Post by Veronica » Sun Aug 15, 2021 7:29 am

Yesterday I received several messages from my landlord in regards to them wanting to do a final walk through of my home and get me out. I left her a message telling her that I had not found a new home and that I actually have 90 days.......
and so she blew up my phone and left nasty messages calling me ugly and saying how I dont want this to get ugly and that she will be be involving the authorities.....
so I did what legal counsel said to do and called the cops. (who reiterated the law to me and assured me they will not be tossing me to the curb). The police also advised me not to talk to them but to have a written account of my interactions........

This is what I sent.....


I'm very sorry and I am not being ugly. My lawyer, the police themselves and my father who owns a Landlord eviction services company as well as being a landlord and friends with judges and Marshall's have explained the legal process you must go through and that as a tenent for 3 years we are entitled to 90 days.
I'm sorry this inconvenience your life. The authorities would be more then happy to explain the process of eviction. We are doing all we can to relocate as soon as possible. I appreciate you renting to us in our time of need and I am sorry that you are in such financial troubles. The world is an inhuman and cold place right now and it must be very scary not being able to meet your needs. I pray that turns around quickly for you. Thank you again.

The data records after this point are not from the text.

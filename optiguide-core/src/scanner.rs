//! PAM scanning over a single strand.

use crate::sequence::Sequence;
use crate::types::Offset;

/// Finds candidate guide offsets along one strand.
///
/// Scans left to right for literal occurrences of `pam`. A match at index
/// `i` proposes the guide window `[i - guide_length, i)`, sitting
/// immediately 5' of the PAM on the scanned strand. The candidate is kept
/// when its offset is strictly positive and no exclusion entry occurs
/// anywhere inside the window. The search origin then advances to `i + 1`
/// whether or not the candidate was kept, so PAM occurrences one base
/// apart are all visited.
///
/// Offsets are returned in scan order. A match too close to the strand
/// start for a full window is dropped silently; it is not an error. The
/// scanner holds no state between calls.
///
/// # Examples
///
/// ```rust
/// use optiguide_core::scanner::find_candidates;
/// use optiguide_core::sequence::Sequence;
///
/// let region = Sequence::new("TTTTAAAAGGCCCC");
/// let offsets = find_candidates(&region, "GG", 4, &[]);
/// assert_eq!(offsets, vec![4]);
/// ```
#[must_use]
pub fn find_candidates(
    sequence: &Sequence,
    pam: &str,
    guide_length: usize,
    exclusions: &[String],
) -> Vec<Offset> {
    let pam = pam.as_bytes();
    let mut candidates = Vec::new();
    let mut origin = 0;

    while let Some(match_index) = sequence.find_from(pam, origin) {
        if match_index > guide_length
            && let Some(window) = sequence.window(match_index - guide_length, guide_length)
            && !window_is_excluded(window, exclusions)
        {
            candidates.push(match_index - guide_length);
        }
        origin = match_index + 1;
    }

    candidates
}

/// True when any exclusion entry occurs anywhere inside the guide window.
///
/// Containment, not equality: an entry shorter than the window rejects on
/// any interior hit, an entry longer than the window can never hit.
fn window_is_excluded(window: &[u8], exclusions: &[String]) -> bool {
    exclusions.iter().any(|site| {
        !site.is_empty()
            && window
                .windows(site.len())
                .any(|chunk| chunk == site.as_bytes())
    })
}

/// Remaps a raw reverse-strand offset into forward coordinates.
///
/// The reverse complement has the same length as the forward strand, so a
/// guide found at `raw_offset` on it ends `raw_offset` bases before the
/// forward strand's end. A raw offset of 0 maps to `sequence_length`, one
/// past the last valid position; the selector discards such values rather
/// than storing them.
#[must_use]
pub const fn remap_to_forward(sequence_length: usize, raw_offset: Offset) -> Offset {
    sequence_length - raw_offset
}

#[cfg(test)]
mod tests {
    use super::*;

    fn no_exclusions() -> Vec<String> {
        Vec::new()
    }

    fn exclusions(sites: &[&str]) -> Vec<String> {
        sites.iter().map(|s| s.to_string()).collect()
    }

    #[test]
    fn test_no_pam_occurrence_yields_empty() {
        let region = Sequence::new("TTTTTTTTTTTT");
        let offsets = find_candidates(&region, "GG", 4, &no_exclusions());
        assert!(offsets.is_empty());
    }

    #[test]
    fn test_candidate_at_offset_zero_rejected() {
        // PAM at index 4 proposes offset 0, which the strict lower bound drops
        let region = Sequence::new("AAAAGGCCCC");
        let offsets = find_candidates(&region, "GG", 4, &no_exclusions());
        assert!(offsets.is_empty());
    }

    #[test]
    fn test_candidate_accepted() {
        // PAM at index 8, window [4, 8)
        let region = Sequence::new("TTTTAAAAGGCCCC");
        let offsets = find_candidates(&region, "GG", 4, &no_exclusions());
        assert_eq!(offsets, vec![4]);
    }

    #[test]
    fn test_offsets_strictly_positive_in_scan_order() {
        let region = Sequence::new("AAGGACGGTTGG");
        let offsets = find_candidates(&region, "GG", 2, &no_exclusions());
        assert_eq!(offsets, vec![4, 8]);
        assert!(offsets.iter().all(|&offset| offset > 0));
    }

    #[test]
    fn test_overlapping_pams_one_base_apart() {
        // GGG holds two GG matches; advancing by one finds both
        let region = Sequence::new("TTTTGGG");
        let offsets = find_candidates(&region, "GG", 2, &no_exclusions());
        assert_eq!(offsets, vec![2, 3]);
    }

    #[test]
    fn test_exclusion_inside_window_rejects() {
        let region = Sequence::new("TTTTAAAAGGCCCC");
        let offsets = find_candidates(&region, "GG", 4, &exclusions(&["AAAA"]));
        assert!(offsets.is_empty());
    }

    #[test]
    fn test_exclusion_outside_window_does_not_reject() {
        // CCCC occurs in the sequence but not in the window [4, 8)
        let region = Sequence::new("TTTTAAAAGGCCCC");
        let offsets = find_candidates(&region, "GG", 4, &exclusions(&["CCCC"]));
        assert_eq!(offsets, vec![4]);
    }

    #[test]
    fn test_exclusion_shorter_than_window_rejects_on_containment() {
        let region = Sequence::new("TTTTAAAAGGCCCC");
        let offsets = find_candidates(&region, "GG", 4, &exclusions(&["AA"]));
        assert!(offsets.is_empty());
    }

    #[test]
    fn test_exclusion_longer_than_window_never_rejects() {
        let region = Sequence::new("TTTTAAAAGGCCCC");
        let offsets = find_candidates(&region, "GG", 4, &exclusions(&["AAAAAAAA"]));
        assert_eq!(offsets, vec![4]);
    }

    #[test]
    fn test_any_exclusion_entry_rejects() {
        // The first entry misses the window, the second hits
        let region = Sequence::new("TTTTAAAAGGCCCC");
        let offsets = find_candidates(&region, "GG", 4, &exclusions(&["GGGG", "AA"]));
        assert!(offsets.is_empty());
    }

    #[test]
    fn test_empty_exclusion_entry_never_rejects() {
        let region = Sequence::new("TTTTAAAAGGCCCC");
        let offsets = find_candidates(&region, "GG", 4, &exclusions(&[""]));
        assert_eq!(offsets, vec![4]);
    }

    #[test]
    fn test_empty_pam_matches_nothing() {
        let region = Sequence::new("TTTTAAAAGGCCCC");
        let offsets = find_candidates(&region, "", 4, &no_exclusions());
        assert!(offsets.is_empty());
    }

    #[test]
    fn test_scan_is_deterministic() {
        let region = Sequence::new("CCGGTTAAGGCCGGAAGGTT");
        let first = find_candidates(&region, "GG", 3, &no_exclusions());
        let second = find_candidates(&region, "GG", 3, &no_exclusions());
        assert_eq!(first, second);
    }

    #[test]
    fn test_remap_to_forward() {
        assert_eq!(remap_to_forward(14, 1), 13);
        assert_eq!(remap_to_forward(14, 13), 1);
        assert_eq!(remap_to_forward(100, 40), 60);
    }

    #[test]
    fn test_remap_raw_zero_lands_past_the_end() {
        // The candidate > 0 rule keeps raw 0 out of real scans; the helper
        // still exposes the boundary value for the selector to discard.
        assert_eq!(remap_to_forward(14, 0), 14);
    }
}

Not sure if they will be showing up at noon like she threatened....

anyway, it really dug at me her tossing around the word Ugly as much as she did. It's one of those words that have really hurt me in the past, as a child and teen so many peers called me ugly, my nose is fat, my eyes are to big, my hair is stringy, my skin pasty, too skinny....
It made me wonder if she had a Scorpio Sun, as she seemed to know that word was a trigger. A Scorpio moon would know, but wouldn't say it outloud, we may know how to hurt someone deeply but understand that we are all one and to hurt someone else only hurts us in the long run.

I sat with her words for a while and chewed them up and spat them out.

My life is beautiful. every single moment of my life has been drenched in beauty. sometimes I was to close to see it, but the truth is that I live a beautiful loving wonderful life, and nothing, not one thing will ever make it not beautiful. All the events and times in my life that were challenging and torturous and painful and seemingly Ugly were beautiful things and I would not be in the glorious position and mindset I am in if it were not for those trials. ugly is unbalanced, unsymetrical unnatural...lack of symmetry.

Thank you all for playing your part in my beautiful life, you have helped me beyond words just by your presence and holding space for me and including me. I will not allow bullies to call me and all that I love ugly. I make good choices and I enhance and appreciate my world and I am blessed to be alive and to be free and to have a pure heart a strong mind and a clear conscious.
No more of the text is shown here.